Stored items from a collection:
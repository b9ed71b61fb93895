//! Outgoing HTTP response type and the [`IntoResponse`] coercion trait.
//!
//! Handlers rarely build a [`Response`] by hand. Return a string, a
//! [`serde_json::Value`], a map, `()` or a [`Json`] wrapper and the pipeline
//! turns it into one:
//!
//! | Handler returns                  | Response                                  |
//! |----------------------------------|-------------------------------------------|
//! | `Response`                       | used as-is                                |
//! | `String` / `&str`                | `200`, `text/html; charset=utf-8`         |
//! | map, list, `Json<T>`             | `200`, `application/json; charset=utf-8`  |
//! | `()`, `None`, `Value::Null`      | `204`, empty body                         |
//! | number / `bool`                  | `200`, HTML of its string form            |

use std::collections::{BTreeMap, HashMap};
use std::hash::Hash;

use serde::Serialize;
use serde_json::Value;

use crate::error::Error;
use crate::sanitize;
use crate::transport::Transport;

// ── ContentType ───────────────────────────────────────────────────────────────

/// Common content-type values for [`Response::with_content_type`].
#[derive(Clone, Copy, Debug, PartialEq, Eq)]
pub enum ContentType {
    Csv,          // text/csv
    Html,         // text/html; charset=utf-8
    Json,         // application/json; charset=utf-8
    OctetStream,  // application/octet-stream
    Text,         // text/plain; charset=utf-8
    Xml,          // application/xml
}

impl ContentType {
    pub fn as_str(self) -> &'static str {
        match self {
            Self::Csv         => "text/csv",
            Self::Html        => "text/html; charset=utf-8",
            Self::Json        => "application/json; charset=utf-8",
            Self::OctetStream => "application/octet-stream",
            Self::Text        => "text/plain; charset=utf-8",
            Self::Xml         => "application/xml",
        }
    }
}

// ── Response ─────────────────────────────────────────────────────────────────

/// An outgoing HTTP response.
///
/// Setters come in two flavours: `set_*` borrow mutably (for middleware
/// adjusting a response it got back from `next`), `with_*` consume and
/// return `self` (for building one inline).
///
/// ```rust
/// use passage::Response;
///
/// let res = Response::html("<h1>Created</h1>")
///     .with_status(201)
///     .with_header("Location", "/users/42");
///
/// assert_eq!(res.status(), 201);
/// assert_eq!(res.header("location"), Some("/users/42"));
/// ```
#[derive(Clone, Debug, PartialEq, Eq)]
pub struct Response {
    content: String,
    status: u16,
    headers: Vec<(String, String)>,
}

impl Default for Response {
    fn default() -> Self {
        Self::new("", 200)
    }
}

impl Response {
    /// Response with a body and no headers.
    pub fn new(content: impl Into<String>, status: u16) -> Self {
        Self { content: content.into(), status, headers: Vec::new() }
    }

    /// `200 OK` with `text/html; charset=utf-8`.
    pub fn html(html: impl Into<String>) -> Self {
        Self::new(html, 200).with_content_type(ContentType::Html)
    }

    /// `200 OK` with `application/json; charset=utf-8`.
    ///
    /// Unicode and `/` are written unescaped. Fails when `data` cannot be
    /// represented as JSON (a map with non-string keys, a failing custom
    /// `Serialize` impl).
    pub fn json<T: Serialize + ?Sized>(data: &T) -> Result<Self, Error> {
        let content = serde_json::to_string(data)?;
        Ok(Self::new(content, 200).with_content_type(ContentType::Json))
    }

    /// Redirect to `url` with the given `3xx` status. Control characters and
    /// whitespace are stripped from `url`; unsafe schemes leave `Location`
    /// empty.
    pub fn redirect(url: &str, status: u16) -> Self {
        Self::new("", status).with_header("Location", &sanitize::url(url))
    }

    /// `302 Found` pointing at `url`.
    pub fn found(url: &str) -> Self {
        Self::redirect(url, 302)
    }

    /// Response with no body.
    pub fn empty(status: u16) -> Self {
        Self::new("", status)
    }

    /// `204 No Content`.
    pub fn no_content() -> Self {
        Self::empty(204)
    }

    /// JSON error body: `{"error": message}`.
    pub fn error(message: &str, status: u16) -> Self {
        let body = serde_json::json!({ "error": message });
        Self::new(body.to_string(), status).with_content_type(ContentType::Json)
    }

    // ── Accessors ─────────────────────────────────────────────────────────────

    pub fn content(&self) -> &str {
        &self.content
    }

    pub fn status(&self) -> u16 {
        self.status
    }

    pub fn headers(&self) -> &[(String, String)] {
        &self.headers
    }

    /// Case-insensitive header lookup.
    pub fn header(&self, name: &str) -> Option<&str> {
        self.headers
            .iter()
            .find(|(k, _)| k.eq_ignore_ascii_case(name))
            .map(|(_, v)| v.as_str())
    }

    // ── Setters ───────────────────────────────────────────────────────────────

    pub fn set_content(&mut self, content: impl Into<String>) -> &mut Self {
        self.content = content.into();
        self
    }

    pub fn set_status(&mut self, status: u16) -> &mut Self {
        self.status = status;
        self
    }

    /// Sets a header, replacing any existing one with the same name.
    pub fn set_header(&mut self, name: &str, value: &str) -> &mut Self {
        let entry = (name.to_owned(), value.to_owned());
        match self.headers.iter_mut().find(|(k, _)| k.eq_ignore_ascii_case(name)) {
            Some(existing) => *existing = entry,
            None => self.headers.push(entry),
        }
        self
    }

    pub fn with_status(mut self, status: u16) -> Self {
        self.set_status(status);
        self
    }

    pub fn with_header(mut self, name: &str, value: &str) -> Self {
        self.set_header(name, value);
        self
    }

    pub fn with_content_type(self, content_type: ContentType) -> Self {
        self.with_header("Content-Type", content_type.as_str())
    }

    pub(crate) fn into_parts(self) -> (String, u16, Vec<(String, String)>) {
        (self.content, self.status, self.headers)
    }

    // ── Flushing ──────────────────────────────────────────────────────────────

    /// Writes the response to `transport`.
    ///
    /// Status and headers are skipped when the transport reports they already
    /// went out; the body is always written.
    pub fn send<T: Transport + ?Sized>(&self, transport: &mut T) -> Result<(), Error> {
        if !transport.headers_sent() {
            transport.status(self.status);
            for (name, value) in &self.headers {
                transport.header(name, value);
            }
        }
        transport.write(self.content.as_bytes())?;
        Ok(())
    }

    /// [`send`](Self::send), then terminate the process.
    ///
    /// Exits with status `0` after a successful flush and `1` if writing
    /// failed.
    pub fn send_and_exit<T: Transport + ?Sized>(&self, transport: &mut T) -> ! {
        std::process::exit(self.send_for_exit(transport))
    }

    fn send_for_exit<T: Transport + ?Sized>(&self, transport: &mut T) -> i32 {
        match self.send(transport) {
            Ok(()) => 0,
            Err(e) => {
                tracing::error!("failed to flush response before exit: {e}");
                1
            }
        }
    }
}

// ── Json ──────────────────────────────────────────────────────────────────────

/// Returns any `Serialize` value from a handler as a JSON response.
///
/// ```rust
/// use passage::{IntoResponse, Json};
///
/// let res = Json(vec!["a", "b"]).into_response().unwrap();
/// assert_eq!(res.content(), r#"["a","b"]"#);
/// ```
#[derive(Clone, Debug)]
pub struct Json<T>(pub T);

// ── IntoResponse ──────────────────────────────────────────────────────────────

/// Conversion of a handler's return value into a [`Response`].
///
/// Applied exactly once, where a destination or plain-function middleware
/// hands its value back. Implement it on your own types to return them
/// directly from handlers.
pub trait IntoResponse {
    fn into_response(self) -> Result<Response, Error>;
}

impl IntoResponse for Response {
    fn into_response(self) -> Result<Response, Error> { Ok(self) }
}

impl IntoResponse for String {
    fn into_response(self) -> Result<Response, Error> { Ok(Response::html(self)) }
}

impl IntoResponse for &str {
    fn into_response(self) -> Result<Response, Error> { Ok(Response::html(self)) }
}

impl IntoResponse for () {
    fn into_response(self) -> Result<Response, Error> { Ok(Response::no_content()) }
}

impl IntoResponse for bool {
    fn into_response(self) -> Result<Response, Error> {
        Ok(Response::html(if self { "1" } else { "" }))
    }
}

impl IntoResponse for Value {
    fn into_response(self) -> Result<Response, Error> {
        match self {
            Value::Null => Ok(Response::no_content()),
            Value::String(s) => Ok(Response::html(s)),
            Value::Bool(b) => b.into_response(),
            Value::Number(n) => match n.as_f64().filter(|_| n.is_f64()) {
                Some(float) => float.into_response(),
                None => Ok(Response::html(n.to_string())),
            },
            structured @ (Value::Array(_) | Value::Object(_)) => Ok(
                Response::new(structured.to_string(), 200).with_content_type(ContentType::Json),
            ),
        }
    }
}

impl<T: Serialize> IntoResponse for Json<T> {
    fn into_response(self) -> Result<Response, Error> { Response::json(&self.0) }
}

impl<K: Serialize + Eq + Hash, V: Serialize> IntoResponse for HashMap<K, V> {
    fn into_response(self) -> Result<Response, Error> { Response::json(&self) }
}

impl<K: Serialize + Ord, V: Serialize> IntoResponse for BTreeMap<K, V> {
    fn into_response(self) -> Result<Response, Error> { Response::json(&self) }
}

impl<T: Serialize> IntoResponse for Vec<T> {
    fn into_response(self) -> Result<Response, Error> { Response::json(&self) }
}

impl<T: IntoResponse> IntoResponse for Option<T> {
    fn into_response(self) -> Result<Response, Error> {
        match self {
            Some(inner) => inner.into_response(),
            None => Ok(Response::no_content()),
        }
    }
}

/// Errors are not coerced: they propagate to the pipeline's caller.
impl<T: IntoResponse> IntoResponse for Result<T, Error> {
    fn into_response(self) -> Result<Response, Error> {
        self.and_then(IntoResponse::into_response)
    }
}

macro_rules! scalar_into_response {
    ($($ty:ty),*) => {
        $(
            impl IntoResponse for $ty {
                fn into_response(self) -> Result<Response, Error> {
                    Ok(Response::html(self.to_string()))
                }
            }
        )*
    };
}

scalar_into_response!(i8, i16, i32, i64, i128, isize, u8, u16, u32, u64, u128, usize, f32, f64);
//! Type erasure for plain-function middleware and destinations.
//!
//! # How function middleware is stored
//!
//! A pipeline's middleware list mixes closures of *different* types in a
//! single `Vec<Pipe>`. Rust collections can only hold one concrete type, so
//! each function is wrapped in a newtype that implements a small object-safe
//! trait, and stored behind an `Arc<dyn …>`:
//!
//! ```text
//! |req, next| next.run(req)            ← user writes this
//!        ↓ Pipe::func(f)
//! Arc::new(FnCallable::new(f))         ← heap-allocated wrapper
//!        ↓  stored as BoxedCallable = Arc<dyn ErasedCallable>
//! callable.call(req, next)             ← one vtable dispatch
//!        ↓
//! f(req, next).into_response()         ← coercion happens here, once
//! ```
//!
//! Destinations handed to [`Server::serve`](crate::Server::serve) go through
//! the same steps with a one-argument signature.

use std::any::type_name;
use std::marker::PhantomData;
use std::sync::Arc;

use crate::error::Error;
use crate::middleware::Next;
use crate::request::Request;
use crate::response::{IntoResponse, Response};

// ── Plain-function middleware ─────────────────────────────────────────────────

/// Internal dispatch interface for function middleware.
///
/// `#[doc(hidden)] pub` rather than `pub(crate)` because it appears in the
/// public [`Pipe::Func`](crate::Pipe::Func) variant.
#[doc(hidden)]
pub trait ErasedCallable {
    fn call(&self, request: Request, next: Next<'_>) -> Result<Response, Error>;
    fn name(&self) -> &'static str;
}

/// A type-erased function middleware, cheap to clone into every pipeline.
#[doc(hidden)]
pub type BoxedCallable = Arc<dyn ErasedCallable + Send + Sync + 'static>;

/// Bridges a concrete `Fn(Request, Next) -> R` to [`ErasedCallable`].
///
/// `R` is carried in the type because the closure's signature is generic
/// over `Next`'s lifetime.
pub(crate) struct FnCallable<F, R>(F, PhantomData<fn() -> R>);

impl<F, R> FnCallable<F, R> {
    pub(crate) fn new(f: F) -> Self {
        Self(f, PhantomData)
    }
}

impl<F, R> ErasedCallable for FnCallable<F, R>
where
    F: Fn(Request, Next<'_>) -> R,
    R: IntoResponse,
{
    fn call(&self, request: Request, next: Next<'_>) -> Result<Response, Error> {
        (self.0)(request, next).into_response()
    }

    fn name(&self) -> &'static str {
        type_name::<F>()
    }
}

// ── Destinations ──────────────────────────────────────────────────────────────

/// Internal dispatch interface for destinations stored by the server.
pub(crate) trait ErasedHandler {
    fn call(&self, request: Request) -> Result<Response, Error>;
}

pub(crate) type BoxedHandler = Arc<dyn ErasedHandler + Send + Sync + 'static>;

struct FnHandler<F>(F);

impl<F, R> ErasedHandler for FnHandler<F>
where
    F: Fn(Request) -> R,
    R: IntoResponse,
{
    fn call(&self, request: Request) -> Result<Response, Error> {
        (self.0)(request).into_response()
    }
}

pub(crate) fn boxed_handler<F, R>(f: F) -> BoxedHandler
where
    F: Fn(Request) -> R + Send + Sync + 'static,
    R: IntoResponse,
{
    Arc::new(FnHandler(f))
}

#[cfg(test)]
mod tests {
    use super::*;

    #[test]
    fn callable_coerces_its_result() {
        let callable =
            FnCallable::<_, String>::new(|request: Request, _next: Next<'_>| request.uri().to_owned());
        let unreachable = |_request: Request| -> Result<Response, Error> { Err(Error::MissingRequest) };

        let response = callable
            .call(Request::builder().uri("/x").build(), Next::new(&unreachable))
            .unwrap();
        assert_eq!(response.content(), "/x");
        assert_eq!(response.header("Content-Type"), Some("text/html; charset=utf-8"));
    }

    #[test]
    fn handler_maps_none_to_no_content() {
        let handler = boxed_handler(|_request| None::<String>);
        assert_eq!(handler.call(Request::default()).unwrap().status(), 204);
    }
}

▸ **Task statement**
Select and copy every line from the records that includes the word "structured".

▸ **Your solution**
            structured @ (Value::Array(_) | Value::Object(_)) => Ok(
                Response::new(structured.to_string(), 200).with_content_type(ContentType::Json),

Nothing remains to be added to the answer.